WHAT THE TASK REQUIRES
Exactly as written, copy the lines that run from the start of the data below to the line containing "whitespace is dropped.", both ends included.

SUPPLIED RECORDS

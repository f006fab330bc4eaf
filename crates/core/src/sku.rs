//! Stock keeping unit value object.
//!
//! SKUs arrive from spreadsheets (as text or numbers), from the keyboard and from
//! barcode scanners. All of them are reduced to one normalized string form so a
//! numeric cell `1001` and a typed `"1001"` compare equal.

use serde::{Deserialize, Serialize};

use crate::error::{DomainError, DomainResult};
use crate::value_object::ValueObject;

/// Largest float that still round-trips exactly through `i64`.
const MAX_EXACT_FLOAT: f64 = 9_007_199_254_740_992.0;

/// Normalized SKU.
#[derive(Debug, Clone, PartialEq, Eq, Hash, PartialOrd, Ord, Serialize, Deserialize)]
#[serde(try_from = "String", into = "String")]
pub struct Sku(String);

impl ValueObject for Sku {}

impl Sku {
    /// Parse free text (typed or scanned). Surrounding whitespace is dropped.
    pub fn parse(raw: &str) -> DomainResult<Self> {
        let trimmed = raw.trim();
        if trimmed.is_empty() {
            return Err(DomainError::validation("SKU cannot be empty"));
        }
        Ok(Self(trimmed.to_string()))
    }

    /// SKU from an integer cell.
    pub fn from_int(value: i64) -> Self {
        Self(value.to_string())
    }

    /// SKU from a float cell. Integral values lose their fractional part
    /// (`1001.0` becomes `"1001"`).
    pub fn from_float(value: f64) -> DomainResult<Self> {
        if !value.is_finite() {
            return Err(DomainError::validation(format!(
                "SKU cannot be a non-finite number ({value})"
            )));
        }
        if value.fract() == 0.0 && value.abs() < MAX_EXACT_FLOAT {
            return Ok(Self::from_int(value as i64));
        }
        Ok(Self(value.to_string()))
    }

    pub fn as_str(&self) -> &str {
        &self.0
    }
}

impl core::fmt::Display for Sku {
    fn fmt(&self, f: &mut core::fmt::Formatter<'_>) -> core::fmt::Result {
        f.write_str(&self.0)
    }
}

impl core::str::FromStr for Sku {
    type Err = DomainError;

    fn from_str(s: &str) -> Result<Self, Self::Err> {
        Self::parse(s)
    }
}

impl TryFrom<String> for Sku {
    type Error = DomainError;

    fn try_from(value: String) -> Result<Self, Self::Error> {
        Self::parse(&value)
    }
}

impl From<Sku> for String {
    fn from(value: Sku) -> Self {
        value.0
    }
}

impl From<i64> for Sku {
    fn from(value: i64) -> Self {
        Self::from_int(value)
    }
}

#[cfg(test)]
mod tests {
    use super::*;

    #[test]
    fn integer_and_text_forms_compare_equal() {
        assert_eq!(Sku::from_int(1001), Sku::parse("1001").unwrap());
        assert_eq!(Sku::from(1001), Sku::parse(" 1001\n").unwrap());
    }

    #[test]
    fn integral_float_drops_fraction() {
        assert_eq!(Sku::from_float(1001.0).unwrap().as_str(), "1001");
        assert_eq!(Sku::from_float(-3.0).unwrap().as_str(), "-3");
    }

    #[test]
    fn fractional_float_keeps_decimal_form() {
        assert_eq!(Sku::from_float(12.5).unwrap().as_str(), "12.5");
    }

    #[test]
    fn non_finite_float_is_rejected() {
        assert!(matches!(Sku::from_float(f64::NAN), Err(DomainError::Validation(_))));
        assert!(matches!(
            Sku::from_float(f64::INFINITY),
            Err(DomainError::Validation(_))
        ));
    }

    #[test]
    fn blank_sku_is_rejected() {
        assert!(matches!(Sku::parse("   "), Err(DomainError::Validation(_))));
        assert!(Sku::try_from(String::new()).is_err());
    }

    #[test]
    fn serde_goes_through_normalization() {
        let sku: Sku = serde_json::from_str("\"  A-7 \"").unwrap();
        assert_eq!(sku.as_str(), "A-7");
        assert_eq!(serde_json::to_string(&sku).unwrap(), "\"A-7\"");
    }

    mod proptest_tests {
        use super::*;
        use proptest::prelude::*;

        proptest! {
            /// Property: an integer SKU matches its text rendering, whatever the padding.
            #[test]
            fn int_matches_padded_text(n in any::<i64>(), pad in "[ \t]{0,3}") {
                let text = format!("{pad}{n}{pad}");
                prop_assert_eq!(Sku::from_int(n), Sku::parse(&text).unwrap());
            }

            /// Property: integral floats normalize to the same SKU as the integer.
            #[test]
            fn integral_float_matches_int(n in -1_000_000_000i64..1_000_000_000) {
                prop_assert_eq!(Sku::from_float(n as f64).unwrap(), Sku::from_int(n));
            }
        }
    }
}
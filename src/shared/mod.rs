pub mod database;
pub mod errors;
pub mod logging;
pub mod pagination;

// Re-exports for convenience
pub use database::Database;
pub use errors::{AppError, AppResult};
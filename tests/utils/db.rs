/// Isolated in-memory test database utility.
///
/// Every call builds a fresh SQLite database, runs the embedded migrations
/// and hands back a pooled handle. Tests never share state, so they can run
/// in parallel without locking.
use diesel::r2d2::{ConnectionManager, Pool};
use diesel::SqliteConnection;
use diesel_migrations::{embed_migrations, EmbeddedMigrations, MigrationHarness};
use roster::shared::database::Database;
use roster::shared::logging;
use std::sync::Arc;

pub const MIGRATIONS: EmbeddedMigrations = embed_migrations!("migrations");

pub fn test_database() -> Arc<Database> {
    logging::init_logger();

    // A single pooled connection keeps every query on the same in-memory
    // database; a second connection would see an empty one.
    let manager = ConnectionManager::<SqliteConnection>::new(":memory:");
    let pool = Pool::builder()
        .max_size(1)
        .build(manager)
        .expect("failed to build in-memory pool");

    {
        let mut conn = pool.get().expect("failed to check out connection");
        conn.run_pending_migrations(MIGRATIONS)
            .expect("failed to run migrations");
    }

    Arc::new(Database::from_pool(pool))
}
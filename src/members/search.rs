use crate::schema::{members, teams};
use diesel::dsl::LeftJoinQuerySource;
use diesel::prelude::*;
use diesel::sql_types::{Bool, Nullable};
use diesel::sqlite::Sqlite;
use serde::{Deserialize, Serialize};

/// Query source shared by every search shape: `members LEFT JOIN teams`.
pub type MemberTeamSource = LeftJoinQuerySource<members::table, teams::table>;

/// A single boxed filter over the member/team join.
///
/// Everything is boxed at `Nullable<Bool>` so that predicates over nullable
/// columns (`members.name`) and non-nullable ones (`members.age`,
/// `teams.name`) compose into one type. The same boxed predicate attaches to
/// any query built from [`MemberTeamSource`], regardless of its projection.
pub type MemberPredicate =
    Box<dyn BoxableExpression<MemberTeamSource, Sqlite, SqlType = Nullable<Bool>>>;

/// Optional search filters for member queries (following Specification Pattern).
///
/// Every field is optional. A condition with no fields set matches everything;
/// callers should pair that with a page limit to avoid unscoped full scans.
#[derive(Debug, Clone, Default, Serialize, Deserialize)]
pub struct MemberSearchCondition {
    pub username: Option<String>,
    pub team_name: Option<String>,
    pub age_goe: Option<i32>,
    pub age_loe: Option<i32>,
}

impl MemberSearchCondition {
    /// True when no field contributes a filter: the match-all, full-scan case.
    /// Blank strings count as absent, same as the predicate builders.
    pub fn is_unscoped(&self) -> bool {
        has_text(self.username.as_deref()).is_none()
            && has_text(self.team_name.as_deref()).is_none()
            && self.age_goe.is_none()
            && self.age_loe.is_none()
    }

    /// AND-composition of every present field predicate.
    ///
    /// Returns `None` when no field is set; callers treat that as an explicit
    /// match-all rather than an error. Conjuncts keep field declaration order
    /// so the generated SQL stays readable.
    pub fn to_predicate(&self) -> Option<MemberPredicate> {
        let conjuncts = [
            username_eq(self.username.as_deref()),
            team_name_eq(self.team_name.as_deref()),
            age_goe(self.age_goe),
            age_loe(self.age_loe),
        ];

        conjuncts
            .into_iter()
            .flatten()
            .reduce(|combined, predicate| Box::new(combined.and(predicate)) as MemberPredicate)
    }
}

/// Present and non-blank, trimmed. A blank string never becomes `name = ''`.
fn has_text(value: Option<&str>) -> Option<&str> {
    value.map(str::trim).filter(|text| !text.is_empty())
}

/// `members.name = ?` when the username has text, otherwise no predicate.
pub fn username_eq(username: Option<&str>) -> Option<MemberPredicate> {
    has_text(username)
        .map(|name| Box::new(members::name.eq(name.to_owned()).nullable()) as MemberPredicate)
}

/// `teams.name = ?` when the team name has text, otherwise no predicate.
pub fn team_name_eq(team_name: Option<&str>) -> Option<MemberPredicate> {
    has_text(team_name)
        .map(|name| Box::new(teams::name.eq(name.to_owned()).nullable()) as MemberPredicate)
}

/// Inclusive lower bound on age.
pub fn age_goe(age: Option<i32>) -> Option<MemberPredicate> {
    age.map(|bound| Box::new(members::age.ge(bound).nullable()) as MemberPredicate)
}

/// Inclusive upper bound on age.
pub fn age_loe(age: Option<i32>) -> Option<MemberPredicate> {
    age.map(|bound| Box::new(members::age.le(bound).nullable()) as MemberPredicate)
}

OUTPUT OF THE EXERCISE
repository f006fab330bc4eaf
filename crates/core/src/sku.rs
//! Stock keeping unit value object.
//!
//! SKUs arrive from spreadsheets (as text or numbers), from the keyboard and from
//! barcode scanners. All of them are reduced to one normalized string form so a
//! numeric cell `1001` and a typed `"1001"` compare equal.

use serde::{Deserialize, Serialize};

use crate::error::{DomainError, DomainResult};
use crate::value_object::ValueObject;

/// Largest float that still round-trips exactly through `i64`.
const MAX_EXACT_FLOAT: f64 = 9_007_199_254_740_992.0;

/// Normalized SKU.
#[derive(Debug, Clone, PartialEq, Eq, Hash, PartialOrd, Ord, Serialize, Deserialize)]
#[serde(try_from = "String", into = "String")]
pub struct Sku(String);

impl ValueObject for Sku {}

impl Sku {
    /// Parse free text (typed or scanned). Surrounding whitespace is dropped.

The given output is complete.